Prince Ferdinand becomes enamored of Hilda de Groot, the pretty daughter of the head gardener, but makes an enemy in her brother Hans. Years pass. Andresy and Carlyn plot against the king, while Hans plots against Ferdinand. He reveals the prince's infatuation to King Otto, opening a rift in the royal family. An exile, Count Maximilian Lomsk, who wishes to return and is ambitious for Sarnya's position, is encouraged by Andresy to communicate with Ferdinand. Through their machinations Carlyn is reinstated as a lieutenant in the army, which he hopes to parlay into a position of captain of the guard from which he can strike at the king and prince.

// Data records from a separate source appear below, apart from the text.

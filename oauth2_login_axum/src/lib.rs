//! Axum integration for `oauth2-login`
//!
//! Mount [`app_router`] to serve the landing page, the login redirect, the
//! OAuth2 callback, the welcome page and the logout redirect.

mod error;
mod oauth2;
mod pages;
mod router;
mod session;
mod state;

pub use error::IntoResponseError;
pub use router::{app_router, app_router_no_trace};
pub use session::AuthSession;
pub use state::AppState;

pub use oauth2_login::{AppConfig, ConfigError};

King Otto attempts to shore up the realm's faltering finances and counter Ferdinand's continuing liaison with Hilda by betrothing him to the wealthy Maria, princess of a neighboring country. Ferdinand resists at first, but eventually marries her. They quickly come to hate each other. The conspirators' plan proceeds. Carlyn, who has achieved his post close to the king, accompanies him to inspect a cavalry regiment. William Wesl, a patsy of the conspirators, is sent to the palace with a letter. As he approaches King Otto and Captain Carlyn the latter shoots the king with a gun stolen from Hans and throws it at the feet of Wesl. Doubly implicated as the assassin by the letter he unwitting bears, Wesl is arrested and executed.

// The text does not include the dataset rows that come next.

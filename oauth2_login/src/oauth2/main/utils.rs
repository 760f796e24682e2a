use std::time::Duration;

/// Creates an HTTP client for a single call to the provider.
///
/// - `timeout` bounds the whole request, so a stalled provider surfaces as an
///   error instead of holding the request open.
/// - `pool_max_idle_per_host` is zero because the client is dropped right
///   after the call it was built for.
pub(super) fn get_client(timeout: Duration) -> Result<reqwest::Client, reqwest::Error> {
    reqwest::Client::builder()
        .timeout(timeout)
        .pool_max_idle_per_host(0)
        .build()
}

Ferdinand, now king, continues to alienate the people. He sacks Sarnya, placing Maximilian Lomsk in his position, and makes Hilda lady in waiting to Queen Maria. The queen, offended, returns to her own country, but by threatening to take her money with her forestalls Ferdinand from divorcing her to marry Hilda. Ferdinand plans war against Maria's country, while Andresy plots a coup against the monarchy together with six army officers. Andresy's intention is to set up a republic with himself as head and the now-aggrieved General Count Sarnya as head of the army. Meanwhile, Wesl's wife, realizing her husband was set up by Captain Carlyn, feigns falling in love with the captain.

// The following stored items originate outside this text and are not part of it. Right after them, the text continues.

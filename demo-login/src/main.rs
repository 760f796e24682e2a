use dotenvy::dotenv;
use tracing_subscriber::{layer::SubscriberExt, util::SubscriberInitExt};

use oauth2_login_axum::{AppConfig, AppState, app_router};

mod server;

use crate::server::{Listen, spawn_http_server, spawn_https_server};

#[tokio::main]
async fn main() -> Result<(), Box<dyn std::error::Error>> {
    // Install default CryptoProvider for rustls to prevent:
    // "no process-level CryptoProvider available -- call CryptoProvider::install_default() before this point"
    rustls::crypto::ring::default_provider()
        .install_default()
        .expect("Failed to install default CryptoProvider");

    dotenv().ok();
    tracing_subscriber::registry()
        .with(
            tracing_subscriber::EnvFilter::try_from_default_env().unwrap_or_else(|_| {
                format!(
                    "{}=debug,oauth2_login=debug,oauth2_login_axum=debug,tower_http=info",
                    env!("CARGO_CRATE_NAME")
                )
                .into()
            }),
        )
        .with(tracing_subscriber::fmt::layer())
        .init();

    // Refuse to start on incomplete configuration
    let config = AppConfig::from_env().inspect_err(|e| tracing::error!("{e}"))?;
    let listen = Listen::from_env()?;

    let app = app_router(AppState::new(config));

    let server = match &listen.tls {
        Some(tls) => spawn_https_server(listen.addr(), app, tls).await?,
        None => spawn_http_server(listen.addr(), app),
    };

    server.await??;
    Ok(())
}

All comes to a head on the date set for the coup. The six officers assassinate Ferdinand and Hilda. Hans, hearing of his sister's death, commits suicide. Wesl's wife murders Captain Carlyn.

===Conclusion (chapter 25)===
At the end of the novel the two plot threads touch briefly. Aziz, formerly Prince Michael, is still living in Africa and now happily wed to Nakhla. He reads that Count Sarnya has seized power in his former country and made himself dictator. He cables the new ruler as follows: "Congratulations! You have my sympathy — Michael."

==Film adaptations==
The Lad and the Lion was the first by Burroughs adapted to film, as a five-reel black and white silent movie released by the Selig Polyscope Company, premiering May 14, 1917, roughly simultaneously with the print serial. The film makes Michael the son of an American millionaire rather than a European prince, dropping the parallel plot and focusing exclusively on the sea and African adventures of the lad and the lion.

The film was later remade as The Lion Man (1936), an even looser adaptation with much less resemblance to the original story.